Wonosobo Hebat
Selamat Datang di Superhub Pemkab Wonosobo

Letusan Gunung Krakatau 1883 Setara dengan 21 Ribu Bom Atom, Lebih dari 36 Ribu Nyawa Jadi Tumbal,

Gunung Anak Krakatau kembali menjadi sorotan. Hal ini disebabkan oleh terjadinya tsunami Banten pada Sabtu (22/12) kemarin.

Editor: galih permadi
Gunung Krakatau meletus 

Kapal itu berangkat pada tanggal 26 Agustus pagi dari Jakarta.

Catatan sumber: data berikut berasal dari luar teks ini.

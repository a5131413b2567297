// SPDX-FileCopyrightText: 2024-2025 reticket contributors
// SPDX-License-Identifier: GPL-3.0-only

//! Access to the local firmware archive (a ZIP file) and the shared
//! filesystem cache directory.

use std::{
    fs::{self, File, OpenOptions},
    io::{self, Read, Write},
    path::{Path, PathBuf},
    sync::atomic::{AtomicBool, Ordering},
    thread,
    time::Duration,
};

use thiserror::Error;
use tracing::{debug, info};
use zip::{result::ZipError, ZipArchive};

use crate::format::manifest::BuildManifest;

#[derive(Debug, Error)]
pub enum Error {
    #[error("Firmware archive does not exist: {0:?}")]
    ArchiveNotFound(PathBuf),
    #[error("No such entry in archive: {0}")]
    EntryNotFound(String),
    #[error("Operation was cancelled")]
    Cancelled,
    #[error("Failed to parse BuildManifest")]
    Manifest(#[from] crate::format::manifest::Error),
    #[error("Zip error")]
    Zip(#[from] ZipError),
    #[error("I/O error")]
    Io(#[from] io::Error),
}

type Result<T> = std::result::Result<T, Error>;

const COPY_BUF_SIZE: usize = 65536;

/// A local firmware archive. The file is reopened for every operation so
/// that a long-lived [`Ipsw`] does not pin a file descriptor.
#[derive(Debug, Clone)]
pub struct Ipsw {
    path: PathBuf,
}

impl Ipsw {
    pub fn open(path: &Path) -> Result<Self> {
        if !path.is_file() {
            return Err(Error::ArchiveNotFound(path.to_path_buf()));
        }
        Ok(Self {
            path: path.to_path_buf(),
        })
    }

    pub fn path(&self) -> &Path {
        &self.path
    }

    fn archive(&self) -> Result<ZipArchive<File>> {
        Ok(ZipArchive::new(File::open(&self.path)?)?)
    }

    /// Uncompressed size of an entry, or [`Error::EntryNotFound`].
    pub fn entry_size(&self, name: &str) -> Result<u64> {
        let mut archive = self.archive()?;
        let result = match archive.by_name(name) {
            Ok(entry) => Ok(entry.size()),
            Err(ZipError::FileNotFound) => Err(Error::EntryNotFound(name.to_owned())),
            Err(e) => Err(e.into()),
        };
        result
    }

    pub fn extract_to_memory(&self, name: &str) -> Result<Vec<u8>> {
        let mut archive = self.archive()?;
        let mut entry = match archive.by_name(name) {
            Ok(entry) => entry,
            Err(ZipError::FileNotFound) => return Err(Error::EntryNotFound(name.to_owned())),
            Err(e) => return Err(e.into()),
        };

        let mut data = Vec::with_capacity(entry.size() as usize);
        entry.read_to_end(&mut data)?;
        Ok(data)
    }

    /// Stream an entry to `dest`, checking the cancel signal between chunks.
    pub fn extract_to_file(
        &self,
        name: &str,
        dest: &Path,
        cancel_signal: &AtomicBool,
    ) -> Result<()> {
        let mut archive = self.archive()?;
        let mut entry = match archive.by_name(name) {
            Ok(entry) => entry,
            Err(ZipError::FileNotFound) => return Err(Error::EntryNotFound(name.to_owned())),
            Err(e) => return Err(e.into()),
        };

        let total = entry.size();
        debug!("Extracting {name} ({total} bytes) to {dest:?}");

        let mut file = File::create(dest)?;
        let mut buf = [0u8; COPY_BUF_SIZE];
        loop {
            if cancel_signal.load(Ordering::SeqCst) {
                return Err(Error::Cancelled);
            }
            let n = entry.read(&mut buf)?;
            if n == 0 {
                break;
            }
            file.write_all(&buf[..n])?;
        }
        file.flush()?;

        Ok(())
    }
}

/// Parse the archive's BuildManifest. Also reports whether the firmware is
/// ticket-enabled so the caller doesn't need to reparse.
pub fn extract_build_manifest(ipsw: &Ipsw) -> Result<(BuildManifest, bool)> {
    let data = ipsw.extract_to_memory("BuildManifest.plist")?;
    let manifest = BuildManifest::from_reader(io::Cursor::new(data))?;
    let ticket_enabled = manifest.ticket_enabled();
    Ok((manifest, ticket_enabled))
}

/// Cache location for the extracted filesystem of an archive:
/// `<cache>/<archive stem>/<fs entry>`. Without a cache directory the
/// directory is created next to the archive.
pub fn cached_filesystem_path(cache_dir: Option<&Path>, ipsw_path: &Path, entry: &str) -> PathBuf {
    let mut base = match cache_dir {
        Some(dir) => dir.to_path_buf(),
        None => ipsw_path.parent().map_or_else(PathBuf::new, Path::to_path_buf),
    };
    base.push(crate::util::archive_stem(ipsw_path));
    base.push(entry);
    base
}

/// Advisory lock file guarding sentinel creation in the shared filesystem
/// cache. Acquisition creates `<path>` exclusively, retrying while another
/// process holds it. The lock is removed on drop.
pub struct LockFile {
    path: PathBuf,
}

impl LockFile {
    const RETRY_INTERVAL: Duration = Duration::from_millis(100);
    const MAX_RETRIES: u32 = 600;

    pub fn acquire(path: &Path) -> Result<Self> {
        if let Some(parent) = path.parent() {
            fs::create_dir_all(parent)?;
        }

        for _ in 0..Self::MAX_RETRIES {
            match OpenOptions::new().write(true).create_new(true).open(path) {
                Ok(_) => {
                    return Ok(Self {
                        path: path.to_path_buf(),
                    })
                }
                Err(e) if e.kind() == io::ErrorKind::AlreadyExists => {
                    thread::sleep(Self::RETRY_INTERVAL);
                }
                Err(e) => return Err(e.into()),
            }
        }

        // A stale lock from a dead process; take it over.
        info!("Breaking stale lock {:?}", path);
        fs::remove_file(path)?;
        OpenOptions::new().write(true).create_new(true).open(path)?;
        Ok(Self {
            path: path.to_path_buf(),
        })
    }
}

impl Drop for LockFile {
    fn drop(&mut self) {
        let _ = fs::remove_file(&self.path);
    }
}

#[cfg(test)]
mod tests {
    use zip::{write::FileOptions, ZipWriter};

    use super::*;

    fn write_test_archive(dir: &Path) -> PathBuf {
        let path = dir.join("Device_1.0_1A1.ipsw");
        let mut writer = ZipWriter::new(File::create(&path).unwrap());
        writer
            .start_file("Firmware/dfu/iBSS.dfu", FileOptions::default())
            .unwrap();
        writer.write_all(b"bootstrap image").unwrap();
        writer.finish().unwrap();
        path
    }

    #[test]
    fn extracts_entries() {
        let dir = tempfile::tempdir().unwrap();
        let ipsw = Ipsw::open(&write_test_archive(dir.path())).unwrap();

        assert_eq!(
            ipsw.extract_to_memory("Firmware/dfu/iBSS.dfu").unwrap(),
            b"bootstrap image"
        );
        assert_eq!(ipsw.entry_size("Firmware/dfu/iBSS.dfu").unwrap(), 15);

        assert!(matches!(
            ipsw.extract_to_memory("missing"),
            Err(Error::EntryNotFound(_))
        ));
    }

    #[test]
    fn filesystem_cache_path_uses_archive_stem() {
        let path = cached_filesystem_path(
            Some(Path::new("/cache")),
            Path::new("/fw/Device_1.0_1A1.ipsw"),
            "058-1234.dmg",
        );
        assert_eq!(path, Path::new("/cache/Device_1.0_1A1/058-1234.dmg"));
    }

    #[test]
    fn lock_file_excludes_and_cleans_up() {
        let dir = tempfile::tempdir().unwrap();
        let path = dir.path().join("fs.lock");

        let lock = LockFile::acquire(&path).unwrap();
        assert!(path.exists());
        drop(lock);
        assert!(!path.exists());
    }

    #[test]
    fn missing_archive_is_an_error() {
        assert!(matches!(
            Ipsw::open(Path::new("/nonexistent/fw.ipsw")),
            Err(Error::ArchiveNotFound(_))
        ));
    }
}
//! Conditional metadata settings.
//!
//! A field may declare conditionals: a set of rules ("field op value") that,
//! when all true against an entity, override a small set of that field's
//! settings. Rules are authored as plain strings and assembled here into an
//! evaluable form. Assembly of malformed text fails loudly; evaluation of an
//! assembled conditional never fails, it just resolves to no overrides.

use std::cmp::Ordering;
use std::collections::HashMap;

use serde_json::Value;

use crate::error::{MetakindError, MetakindResult};
use crate::errors::messages;
use crate::metadata::conversions;
use crate::metadata::types::{CaseType, Conditional, FieldMetadata, JsonMap, PropertyType, Schema};

pub const SUPPORTED_OPERATIONS: [&str; 6] = ["==", "!=", ">", ">=", "<", "<="];

/// Field settings a conditional is allowed to override.
pub const ALLOWED_OVERRIDES: [&str; 5] =
    ["convert_case", "regex", "required", "ui_hidden", "ui_readonly"];

const BOOLEAN_SETTINGS: [&str; 3] = ["required", "ui_hidden", "ui_readonly"];

const SUPPORTED_DATATYPES: [PropertyType; 10] = [
    PropertyType::Boolean,
    PropertyType::Currency,
    PropertyType::Date,
    PropertyType::DateTime,
    PropertyType::Decimal,
    PropertyType::Float,
    PropertyType::Integer,
    PropertyType::Ldap,
    PropertyType::String,
    PropertyType::Timestamp,
];

fn supported_type(property_type: PropertyType) -> bool {
    SUPPORTED_DATATYPES.contains(&property_type)
}

fn supported_types_list() -> String {
    let mut names: Vec<&str> = SUPPORTED_DATATYPES.iter().map(|t| t.as_str()).collect();
    names.sort_unstable();
    format!("{names:?}")
}

fn strip_quotes(raw: &str) -> &str {
    raw.trim_matches(|c| c == '"' || c == '\'')
}

/// Coerces a rule's literal to the datatype of the field it references.
///
/// Boolean literals that are not TRUE/FALSE coerce to `null`, which makes the
/// rule unsatisfiable rather than erroring; other failed coercions error.
fn coerce_rule_value(raw: &str, field: &FieldMetadata) -> Result<Value, String> {
    match field.property_type {
        PropertyType::Ldap => Ok(Value::String(strip_quotes(raw).to_string())),
        PropertyType::String | PropertyType::Currency => Ok(Value::String(raw.to_string())),
        PropertyType::Boolean => Ok(match raw.to_ascii_uppercase().as_str() {
            "TRUE" => Value::Bool(true),
            "FALSE" => Value::Bool(false),
            _ => Value::Null,
        }),
        PropertyType::Integer => raw
            .parse::<i64>()
            .map(|v| Value::Number(v.into()))
            .map_err(|_| format!("Cannot convert {raw:?} to int")),
        PropertyType::Float | PropertyType::Decimal | PropertyType::Timestamp => raw
            .parse::<f64>()
            .ok()
            .and_then(serde_json::Number::from_f64)
            .map(Value::Number)
            .ok_or_else(|| format!("Cannot convert {raw:?} to float")),
        PropertyType::Date => {
            conversions::to_date(&Value::String(strip_quotes(raw).to_string()))
                .map(Value::String)
                .map_err(|e| e.to_string())
        }
        PropertyType::DateTime => {
            conversions::to_datetime(&Value::String(strip_quotes(raw).to_string()))
                .map(Value::String)
                .map_err(|e| e.to_string())
        }
        other => Err(format!(
            "Metadata conditional rules do not operate on type: {other}"
        )),
    }
}

fn compare_values(left: &Value, right: &Value) -> Option<Ordering> {
    match (left, right) {
        (Value::Number(a), Value::Number(b)) => a.as_f64()?.partial_cmp(&b.as_f64()?),
        (Value::String(a), Value::String(b)) => Some(a.cmp(b)),
        (Value::Bool(a), Value::Bool(b)) => Some(a.cmp(b)),
        _ => None,
    }
}

/// One parsed rule of the form `<field> <op> <value>`.
#[derive(Debug, Clone, PartialEq, Eq)]
pub struct AssembledRule {
    pub field: String,
    pub op: String,
    pub value: String,
}

impl AssembledRule {
    /// Parses the three whitespace-separated tokens. Extra tokens are
    /// ignored; fewer is malformed.
    pub fn parse(rule: &str, kind: &str) -> MetakindResult<Self> {
        let mut tokens = rule.split_whitespace();
        match (tokens.next(), tokens.next(), tokens.next()) {
            (Some(field), Some(op), Some(value)) => Ok(Self {
                field: field.to_string(),
                op: op.to_string(),
                value: value.to_string(),
            }),
            _ => {
                let msg = messages::malformed_conditional_rule(rule, kind);
                log::error!("{msg}");
                Err(MetakindError::Structural(msg))
            }
        }
    }

    /// True when the entity satisfies this rule. A missing or null entity
    /// value resolves to false, as does any comparison that cannot be made.
    pub fn evaluate(&self, entity: &JsonMap, schema: &Schema) -> bool {
        let field_value = match entity.get(&self.field) {
            Some(v) if !v.is_null() => v,
            _ => return false,
        };
        let field = match schema.field(&self.field) {
            Some(f) => f,
            None => return false,
        };
        let rule_value = match coerce_rule_value(&self.value, field) {
            Ok(v) => v,
            Err(_) => return false,
        };
        if rule_value.is_null() {
            return false;
        }
        match self.op.as_str() {
            "==" => compare_values(field_value, &rule_value) == Some(Ordering::Equal),
            "!=" => match compare_values(field_value, &rule_value) {
                Some(ordering) => ordering != Ordering::Equal,
                None => true,
            },
            ">" => compare_values(field_value, &rule_value) == Some(Ordering::Greater),
            ">=" => matches!(
                compare_values(field_value, &rule_value),
                Some(Ordering::Greater | Ordering::Equal)
            ),
            "<" => compare_values(field_value, &rule_value) == Some(Ordering::Less),
            "<=" => matches!(
                compare_values(field_value, &rule_value),
                Some(Ordering::Less | Ordering::Equal)
            ),
            _ => false,
        }
    }

    /// Checks the rule against the schema: the referenced field must exist,
    /// be of a supported type, use a supported operation, and carry a
    /// coercible literal.
    pub fn validate(&self, schema: &Schema) -> Result<(), String> {
        let field = schema
            .field(&self.field)
            .ok_or_else(|| messages::undefined_conditional_rule_reference(&self.field))?;
        if !supported_type(field.property_type) {
            return Err(messages::unsupported_conditional_type(
                field.property_type.as_str(),
                &self.field,
                &supported_types_list(),
            ));
        }
        if !SUPPORTED_OPERATIONS.contains(&self.op.as_str()) {
            let mut supported = SUPPORTED_OPERATIONS;
            supported.sort_unstable();
            return Err(messages::invalid_conditional_operation(
                &self.op,
                &supported.join(", "),
            ));
        }
        coerce_rule_value(&self.value, field).map_err(|e| messages::invalid_conditional_type(&e))?;
        Ok(())
    }
}
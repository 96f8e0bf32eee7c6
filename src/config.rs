//! Engine configuration loaded from a TOML file.

use std::path::{Path, PathBuf};

use serde::{Deserialize, Serialize};

use crate::error::{MetakindError, MetakindResult};

/// Tunables for the validation and storage layers.
#[derive(Debug, Clone, Serialize, Deserialize)]
#[serde(default)]
pub struct EngineConfig {
    /// Where the sled database lives.
    pub data_dir: PathBuf,
    /// Hard cap on indexed string fields.
    pub string_max_len: usize,
    /// Fetch limit used when checking a unique field; two rows are enough to
    /// distinguish "same entity" from "real duplicate".
    pub unique_query_limit: usize,
    /// Default page size for list queries.
    pub query_default_limit: usize,
}

impl Default for EngineConfig {
    fn default() -> Self {
        Self {
            data_dir: PathBuf::from("data"),
            string_max_len: 1500,
            unique_query_limit: 2,
            query_default_limit: 100,
        }
    }
}

impl EngineConfig {
    pub fn load(path: impl AsRef<Path>) -> MetakindResult<Self> {
        let raw = std::fs::read_to_string(path)?;
        toml::from_str(&raw).map_err(|e| MetakindError::Config(e.to_string()))
    }
}

#[cfg(test)]
mod tests {
    use super::*;

    #[test]
    fn defaults_are_sane() {
        let config = EngineConfig::default();
        assert_eq!(config.string_max_len, 1500);
        assert_eq!(config.unique_query_limit, 2);
    }

    #[test]
    fn load_accepts_partial_files() {
        let dir = tempfile::tempdir().unwrap();
        let path = dir.path().join("engine.toml");
        std::fs::write(&path, "string_max_len = 64\n").unwrap();
        let config = EngineConfig::load(&path).unwrap();
        assert_eq!(config.string_max_len, 64);
        assert_eq!(config.unique_query_limit, 2);
    }
}
//! Property-type value coercion.
//!
//! Each property type may carry a converter; [`convert`] looks it up and
//! applies it. Types without a converter pass values through untouched, so
//! adding a new property type never breaks existing data. Converters are
//! idempotent: feeding a converted value back in returns it unchanged.

use chrono::{NaiveDate, NaiveDateTime};
use serde_json::{json, Number, Value};
use thiserror::Error;

use crate::metadata::types::{FieldMetadata, PropertyType};

const TRUE_VALUES: [&str; 4] = ["true", "yes", "y", "1"];
const FALSE_VALUES: [&str; 4] = ["false", "no", "n", "0"];

#[derive(Debug, Clone, Error, PartialEq, Eq)]
#[error("{0}")]
pub struct ConversionError(pub String);

fn cannot_convert(value: &Value, target: &str) -> ConversionError {
    ConversionError(format!("Cannot convert {value} to {target}"))
}

/// Coerces `value` to the representation `property_type` stores.
///
/// Unknown or converter-less types return the value unchanged. `null` is
/// never converted.
pub fn convert(value: &Value, property_type: PropertyType) -> Result<Value, ConversionError> {
    if value.is_null() {
        return Ok(Value::Null);
    }
    match property_type {
        PropertyType::Boolean => to_bool(value).map(Value::Bool),
        PropertyType::Integer => to_int(value).map(|v| json!(v)),
        PropertyType::Float | PropertyType::Decimal | PropertyType::Timestamp => {
            to_float(value).and_then(|v| {
                Number::from_f64(v)
                    .map(Value::Number)
                    .ok_or_else(|| cannot_convert(value, "float"))
            })
        }
        PropertyType::Currency => to_currency(value).map(Value::String),
        PropertyType::Date => to_date(value).map(Value::String),
        PropertyType::DateTime => to_datetime(value).map(Value::String),
        PropertyType::String | PropertyType::Text => Ok(Value::String(to_string(value))),
        // No converter registered; stored as-is.
        _ => Ok(value.clone()),
    }
}

/// Lossless string form: strings stay themselves, other values JSON-encode.
pub fn maybe_to_string(value: &Value) -> String {
    match value {
        Value::String(s) => s.clone(),
        other => other.to_string(),
    }
}

/// Inverse of [`maybe_to_string`]: strings that parse as JSON decode, other
/// values pass through.
pub fn maybe_from_string(value: &Value) -> Value {
    match value {
        Value::String(s) => serde_json::from_str(s).unwrap_or_else(|_| value.clone()),
        other => other.clone(),
    }
}

pub fn to_string(value: &Value) -> String {
    maybe_to_string(value)
}

pub fn to_bool(value: &Value) -> Result<bool, ConversionError> {
    if let Value::Bool(b) = value {
        return Ok(*b);
    }
    let text = maybe_to_string(value).to_lowercase();
    if TRUE_VALUES.contains(&text.as_str()) {
        Ok(true)
    } else if FALSE_VALUES.contains(&text.as_str()) {
        Ok(false)
    } else {
        Err(cannot_convert(value, "bool"))
    }
}

pub fn to_int(value: &Value) -> Result<i64, ConversionError> {
    match value {
        Value::Number(n) => {
            if let Some(i) = n.as_i64() {
                Ok(i)
            } else if let Some(f) = n.as_f64() {
                if f.fract() == 0.0 && f >= i64::MIN as f64 && f <= i64::MAX as f64 {
                    Ok(f as i64)
                } else {
                    Err(cannot_convert(value, "int"))
                }
            } else {
                Err(cannot_convert(value, "int"))
            }
        }
        Value::String(s) => s
            .trim()
            .parse::<i64>()
            .map_err(|_| cannot_convert(value, "int")),
        _ => Err(cannot_convert(value, "int")),
    }
}

pub fn to_float(value: &Value) -> Result<f64, ConversionError> {
    match value {
        Value::Number(n) => n.as_f64().ok_or_else(|| cannot_convert(value, "float")),
        Value::String(s) => s
            .trim()
            .parse::<f64>()
            .map_err(|_| cannot_convert(value, "float")),
        _ => Err(cannot_convert(value, "float")),
    }
}

/// Strips non-numeric characters and renders with two decimal places.
/// Garbage input falls back to `"0.00"` rather than erroring.
pub fn to_currency(value: &Value) -> Result<String, ConversionError> {
    let raw = maybe_to_string(value);
    let cleaned: String = raw
        .chars()
        .filter(|c| c.is_ascii_digit() || *c == '.' || *c == '-')
        .collect();
    let amount = cleaned.parse::<f64>().unwrap_or(0.0);
    // Half-up rounding to cents.
    let cents = (amount * 100.0 + if amount >= 0.0 { 0.5 } else { -0.5 }).trunc() / 100.0;
    Ok(format!("{cents:.2}"))
}

/// Normalizes to an ISO `YYYY-MM-DD` string.
pub fn to_date(value: &Value) -> Result<String, ConversionError> {
    let text = match value {
        Value::String(s) if !s.trim().is_empty() => s.trim(),
        _ => return Err(cannot_convert(value, "date")),
    };
    if let Ok(date) = NaiveDate::parse_from_str(text, "%Y-%m-%d") {
        return Ok(date.format("%Y-%m-%d").to_string());
    }
    // Datetime input truncates to its date component.
    to_naive_datetime(text)
        .map(|dt| dt.date().format("%Y-%m-%d").to_string())
        .ok_or_else(|| cannot_convert(value, "date"))
}

/// Normalizes to an RFC 3339 UTC string with a trailing `Z`.
pub fn to_datetime(value: &Value) -> Result<String, ConversionError> {
    let text = match value {
        Value::String(s) if !s.trim().is_empty() => s.trim(),
        _ => return Err(cannot_convert(value, "datetime")),
    };
    to_naive_datetime(text)
        .map(|dt| format!("{}Z", dt.format("%Y-%m-%dT%H:%M:%S")))
        .ok_or_else(|| cannot_convert(value, "datetime"))
}

fn to_naive_datetime(text: &str) -> Option<NaiveDateTime> {
    let trimmed = text.trim_end_matches(['Z', 'z']);
    for format in ["%Y-%m-%dT%H:%M:%S%.f", "%Y-%m-%d %H:%M:%S%.f"] {
        if let Ok(dt) = NaiveDateTime::parse_from_str(trimmed, format) {
            return Some(dt);
        }
    }
    NaiveDate::parse_from_str(trimmed, "%Y-%m-%d")
        .ok()
        .and_then(|d| d.and_hms_opt(0, 0, 0))
}

/// Coerced default values for a set of field declarations.
///
/// A default that fails coercion is skipped silently; a bad default must not
/// break reads of existing entities.
pub fn default_values(fields: &[FieldMetadata]) -> serde_json::Map<String, Value> {
    let mut defaults = serde_json::Map::new();
    for field in fields {
        let raw = match &field.default_value {
            Some(v) if !v.is_empty() => v,
            _ => continue,
        };
        // String-ish types take the raw text; others decode JSON first so
        // "5" can become the number 5.
        let source = match field.property_type {
            PropertyType::Generic | PropertyType::String | PropertyType::Text => {
                Value::String(raw.clone())
            }
            _ => maybe_from_string(&Value::String(raw.clone())),
        };
        match convert(&source, field.property_type) {
            Ok(Value::Null) => {}
            Ok(coerced) => {
                defaults.insert(field.name.clone(), coerced);
            }
            Err(error) => {
                log::debug!(
                    "skipping default for {}: {} ({})",
                    field.name,
                    raw,
                    error
                );
            }
        }
    }
    defaults
}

Seorang penumpang kapal itu mengisahkan pengalamannya sebagai berikut:

Cuaca pagi itu sangat cerah. Siang harinya kami berlabuh di Anyer, sebuah pelabuhan kecil di pantai Banten. Beberapa ratus orang pekerja kasar naik dari pelabuhan ini.

Kapal kemudian melanjutkan pelayarannya ke arah Teluk Lampung, melewati Pulau Sangiang dan Tanjung Tua.

Di sebelah kiri kapal kami lihat Pulau Rakata dari kejauhan, yang kami singgahi dua bulan yang lalu. Waktu Gunung Krakatau mulai bekerja bulan Mei yang lalu setelah dua abad beristirahat, perusahaan pemilik kapal London mengadakan suatu tour pariwisata bagi penduduk Batavia.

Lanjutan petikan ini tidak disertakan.